The FDR Library Building
The FDR Library was conceived and built under President Roosevelt’s direction during 1939-41 on 16 acres of land in Hyde Park, New York. Roosevelt decided that a dedicated facility was needed to house the vast quantity of historical papers, books, and memorabilia he had accumulated during a lifetime of public service and private collecting.
FDR considered himself to be an amateur architect, and was intimately involved in the design of the Library. He was particularly fond of the Hudson Valley Dutch Colonial style of architecture, and the Library was built in this fashion. The building provided not only museum space for visitors and a formal office for FDR but also storage areas for FDR’s vast collections.
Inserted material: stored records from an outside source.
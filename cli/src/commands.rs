use clap::{Arg, ArgAction, Command};

fn arg_verbose() -> Arg {
    Arg::new("verbose")
        .short('v')
        .action(ArgAction::Count)
        .help("Debug mode")
}

fn arg_threads() -> Arg {
    Arg::new("threads")
        .short('t')
        .long("threads")
        .value_name("THREADS")
        .default_value("1")
        .value_parser(clap::value_parser!(usize))
        .help("number of threads")
}

fn arg_metadata() -> Arg {
    Arg::new("gtdb_metadata")
        .short('m')
        .long("gtdb-metadata")
        .value_name("TSV")
        .required(true)
        .help("GTDB metadata table (tab-separated).")
}

fn filter_args() -> [Arg; 3] {
    [
        Arg::new("completeness")
            .long("completeness")
            .value_name("PERCENT")
            .default_value("0")
            .value_parser(clap::value_parser!(f64))
            .help("Discard genomes with completeness less than [completeness]."),
        Arg::new("contamination")
            .long("contamination")
            .value_name("PERCENT")
            .default_value("100")
            .value_parser(clap::value_parser!(f64))
            .help("Discard genomes with contamination more than [contamination]."),
        Arg::new("gtdb_representative")
            .long("gtdb-representative")
            .action(ArgAction::SetTrue)
            .help("Use only GTDB species representatives."),
    ]
}

fn subcommand_subsample() -> Command {
    Command::new("subsample")
        .version("0.1")
        .author("Bansho Masutani")
        .about("Pick a taxonomically balanced subset of the genomes in a GTDB metadata table.")
        .arg(arg_verbose())
        .arg(arg_threads())
        .arg(arg_metadata())
        .arg(
            Arg::new("sampling_scheme")
                .short('s')
                .long("sampling-scheme")
                .value_name("TOML|JSON")
                .required(true)
                .help("Sampling scheme. Maps a taxon (or `all`) to `sampling_level` and `taxa`."),
        )
        .arg(
            Arg::new("output")
                .short('o')
                .long("output")
                .value_name("PATH")
                .required(true)
                .help("Output table (tab-separated)."),
        )
        .args(filter_args())
        .arg(
            Arg::new("seed")
                .long("seed")
                .value_name("SEED")
                .value_parser(clap::value_parser!(u64))
                .help("Seed value for random number generators. If not given, results vary among runs."),
        )
}

fn subcommand_stats() -> Command {
    Command::new("stats")
        .version("0.1")
        .author("Bansho Masutani")
        .about("Write stats of a (filtered) GTDB metadata table.")
        .arg(arg_verbose())
        .arg(arg_threads())
        .arg(arg_metadata())
        .args(filter_args())
        .arg(
            Arg::new("file")
                .long("file")
                .short('f')
                .value_name("FILE")
                .help("Write stats to FILE instead of the stdout."),
        )
}

fn subcommand_pipeline() -> Command {
    Command::new("pipeline")
        .version("0.1")
        .author("Bansho Masutani")
        .about("Run filtering, subsampling, and reporting by a TOML profile.")
        .arg(
            Arg::new("profile")
                .short('p')
                .long("profile")
                .value_name("TOML")
                .required(true)
                .help("TOML configuration file. See `PipelineConfig` for the parameters."),
        )
}

pub fn gtdb_subsample_parser() -> Command {
    Command::new("gtdb_subsample")
        .version("0.1")
        .author("Bansho Masutani <ban-m@g.ecc.u-tokyo.ac.jp>")
        .about("Hierarchical, taxonomically stratified subsampling of GTDB genomes")
        .arg_required_else_help(true)
        .subcommand(subcommand_subsample())
        .subcommand(subcommand_stats())
        .subcommand(subcommand_pipeline())
}
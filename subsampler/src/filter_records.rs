use definitions::*;
use serde::{Deserialize, Serialize};

#[derive(Debug, Clone, Copy, Serialize, Deserialize, PartialEq)]
pub struct RecordFilterConfig {
    /// Discard records with completeness less than this value.
    completeness_min: f64,
    /// Discard records with contamination more than this value.
    contamination_max: f64,
    /// If true, keep only GTDB species representatives.
    representative_only: bool,
}

impl RecordFilterConfig {
    pub fn new(completeness_min: f64, contamination_max: f64, representative_only: bool) -> Self {
        Self {
            completeness_min,
            contamination_max,
            representative_only,
        }
    }
    pub fn pass(&self, record: &Record) -> bool {
        record.contamination <= self.contamination_max
            && record.completeness >= self.completeness_min
            && (!self.representative_only || record.is_representative)
    }
}

impl std::default::Default for RecordFilterConfig {
    fn default() -> Self {
        Self::new(0f64, 100f64, false)
    }
}

pub trait FilterRecords {
    fn filter_records(&mut self, config: &RecordFilterConfig);
}

impl FilterRecords for MetadataTable {
    fn filter_records(&mut self, config: &RecordFilterConfig) {
        let prev = self.records.len();
        self.records.retain(|record| config.pass(record));
        debug!("FILTER\t{:?}", config);
        debug!("FILTER\t{}\t{}", prev, self.records.len());
    }
}

#[cfg(test)]
mod tests {
    use super::*;
    use crate::tests::record;
    fn table() -> MetadataTable {
        let lineage = ["Bacteria", "P", "C", "O", "F", "G", "G s"];
        let records = vec![
            record("a", lineage, 99.0, 0.5, true),
            record("b", lineage, 49.0, 0.5, true),
            record("c", lineage, 90.0, 12.0, false),
            record("d", lineage, 70.0, 4.0, false),
            record("e", lineage, 50.0, 10.0, true),
        ];
        MetadataTable::new("test.tsv", vec![], records)
    }
    fn accessions(table: &MetadataTable) -> Vec<&str> {
        table.records.iter().map(|r| r.accession.as_str()).collect()
    }
    #[test]
    fn default_keeps_everything() {
        let mut table = table();
        table.filter_records(&RecordFilterConfig::default());
        assert_eq!(table.len(), 5);
    }
    #[test]
    fn thresholds_are_inclusive() {
        let mut table = table();
        table.filter_records(&RecordFilterConfig::new(50.0, 10.0, false));
        assert_eq!(accessions(&table), vec!["a", "d", "e"]);
    }
    #[test]
    fn representative_only() {
        let mut table = table();
        table.filter_records(&RecordFilterConfig::new(50.0, 10.0, true));
        assert_eq!(accessions(&table), vec!["a", "e"]);
    }
    #[test]
    fn idempotent() {
        let config = RecordFilterConfig::new(60.0, 5.0, false);
        let mut once = table();
        once.filter_records(&config);
        let mut twice = once.clone();
        twice.filter_records(&config);
        assert_eq!(once.records, twice.records);
    }
}
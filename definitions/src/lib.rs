//! Definitions -- A tiny interface for the GTDB subsampling problem.
//! The whole run passes around only one, possibly large, structure named [MetadataTable](MetadataTable), together with the [SamplingRule](SamplingRule)s read from a sampling scheme.

use serde::{Deserialize, Serialize};
use std::path::{Path, PathBuf};

/// Number of ranks in the GTDB taxonomy string.
pub const RANK_NUM: usize = 7;

#[derive(Debug, Clone, Copy, Serialize, Deserialize, PartialEq, Eq, PartialOrd, Ord, Hash)]
#[serde(rename_all = "lowercase")]
pub enum Rank {
    Domain = 0,
    Phylum = 1,
    Class = 2,
    Order = 3,
    Family = 4,
    Genus = 5,
    Species = 6,
}

impl Rank {
    /// Ranks from the finest (species) to the coarsest (domain).
    pub const LADDER: [Rank; RANK_NUM] = [
        Rank::Species,
        Rank::Genus,
        Rank::Family,
        Rank::Order,
        Rank::Class,
        Rank::Phylum,
        Rank::Domain,
    ];
    /// Ranks in the order they appear in a GTDB taxonomy string.
    pub const TAXONOMY_ORDER: [Rank; RANK_NUM] = [
        Rank::Domain,
        Rank::Phylum,
        Rank::Class,
        Rank::Order,
        Rank::Family,
        Rank::Genus,
        Rank::Species,
    ];
    /// 0 for domain, 6 for species. Larger is more specific.
    pub fn specificity(&self) -> usize {
        *self as usize
    }
    /// The rank immediately finer than this one.
    pub fn finer(&self) -> Option<Rank> {
        Self::TAXONOMY_ORDER.get(self.specificity() + 1).copied()
    }
    pub fn name(&self) -> &'static str {
        match self {
            Rank::Domain => "domain",
            Rank::Phylum => "phylum",
            Rank::Class => "class",
            Rank::Order => "order",
            Rank::Family => "family",
            Rank::Genus => "genus",
            Rank::Species => "species",
        }
    }
    /// Prefix of this rank in a GTDB taxonomy token, e.g. `g__`.
    pub fn prefix(&self) -> &'static str {
        match self {
            Rank::Domain => "d__",
            Rank::Phylum => "p__",
            Rank::Class => "c__",
            Rank::Order => "o__",
            Rank::Family => "f__",
            Rank::Genus => "g__",
            Rank::Species => "s__",
        }
    }
}

impl std::fmt::Display for Rank {
    fn fmt(&self, f: &mut std::fmt::Formatter) -> std::fmt::Result {
        write!(f, "{}", self.name())
    }
}

/// The two top-level domains of the GTDB taxonomy.
pub const DOMAINS: [&str; 2] = ["Bacteria", "Archaea"];

/// One genome assembly, i.e., one row of the metadata table.
#[derive(Debug, Clone, Serialize, Deserialize, PartialEq)]
pub struct Record {
    /// Accession without the `GB_`/`RS_` prefix.
    pub accession: String,
    /// Taxon names without rank prefixes, indexed by [Rank::specificity].
    pub lineage: [String; RANK_NUM],
    pub completeness: f64,
    pub contamination: f64,
    pub is_representative: bool,
    /// All the columns of the original row. The accession column holds the stripped accession.
    pub fields: Vec<String>,
}

impl Record {
    pub fn taxon(&self, rank: Rank) -> &str {
        &self.lineage[rank.specificity()]
    }
    pub fn fields(&self) -> &[String] {
        &self.fields
    }
}

#[derive(Debug, Clone, Serialize, Deserialize, Default)]
pub struct MetadataTable {
    pub input_file: PathBuf,
    /// Column names of the input file.
    pub header: Vec<String>,
    pub records: Vec<Record>,
}

impl MetadataTable {
    pub fn new<P: AsRef<Path>>(input_file: P, header: Vec<String>, records: Vec<Record>) -> Self {
        Self {
            input_file: input_file.as_ref().to_path_buf(),
            header,
            records,
        }
    }
    /// The same header, but with other records.
    pub fn with_records(&self, records: Vec<Record>) -> Self {
        Self {
            input_file: self.input_file.clone(),
            header: self.header.clone(),
            records,
        }
    }
    pub fn len(&self) -> usize {
        self.records.len()
    }
    pub fn is_empty(&self) -> bool {
        self.records.is_empty()
    }
}

/// Parameters of a rule as written in a sampling scheme.
#[derive(Debug, Clone, Copy, Serialize, Deserialize, PartialEq, Eq)]
pub struct SamplingParameters {
    /// The rank to group the records by.
    pub sampling_level: Rank,
    /// Take at most this many records from each group.
    pub taxa: usize,
}

#[derive(Debug, Clone, Serialize, Deserialize, PartialEq, Eq)]
pub struct SamplingRule {
    pub taxon: String,
    pub target_rank: Rank,
    pub quota: usize,
}

impl SamplingRule {
    pub fn new(taxon: &str, target_rank: Rank, quota: usize) -> Self {
        Self {
            taxon: taxon.to_string(),
            target_rank,
            quota,
        }
    }
    pub fn with_parameters(taxon: &str, param: &SamplingParameters) -> Self {
        Self::new(taxon, param.sampling_level, param.taxa)
    }
}

impl std::fmt::Display for SamplingRule {
    fn fmt(&self, f: &mut std::fmt::Formatter) -> std::fmt::Result {
        write!(f, "{}\t{}\t{}", self.taxon, self.target_rank, self.quota)
    }
}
Because a 1921 attack of polio had left Roosevelt paralyzed from the waist down, FDR primarily used personally-designed wheelchairs for daily mobility. Since he intended to personally and regularly use the vast collection of papers and manuscripts housed in the archives at the Library, he made sure the storage area aisles were built wide enough to accommodate his wheelchair. He also personally designed the document storage boxes initially used to house his papers. To enable his own lap-top style reading while in the storage areas, a special box type was created that could lie flat on the shelf, open in a clam-shell fashion, and act as a sort of paper tray. For preservation purposes, these boxes have since been replaced with newer, acid-free archival containers, but FDR’s original shelving remains in place in many parts of the Library storage areas.
Top Cottage
Architectural design to accommodate FDR’s disability is also seen at Top Cottage, the Dutch Colonial style retreat FDR built for himself in 1938. FDR played a large role in the design of the building, which features a number of accommodations for FDR’s wheelchair. There are no steps to the first floor of the cottage, and a natural earthen ramp was built off the porch to provide access. Within the cottage, there are no thresholds on any of the doorways that might prohibit FDR from easily accessing any of the rooms, and all of the windows inside were built lower to the ground to give FDR clear views of the outside.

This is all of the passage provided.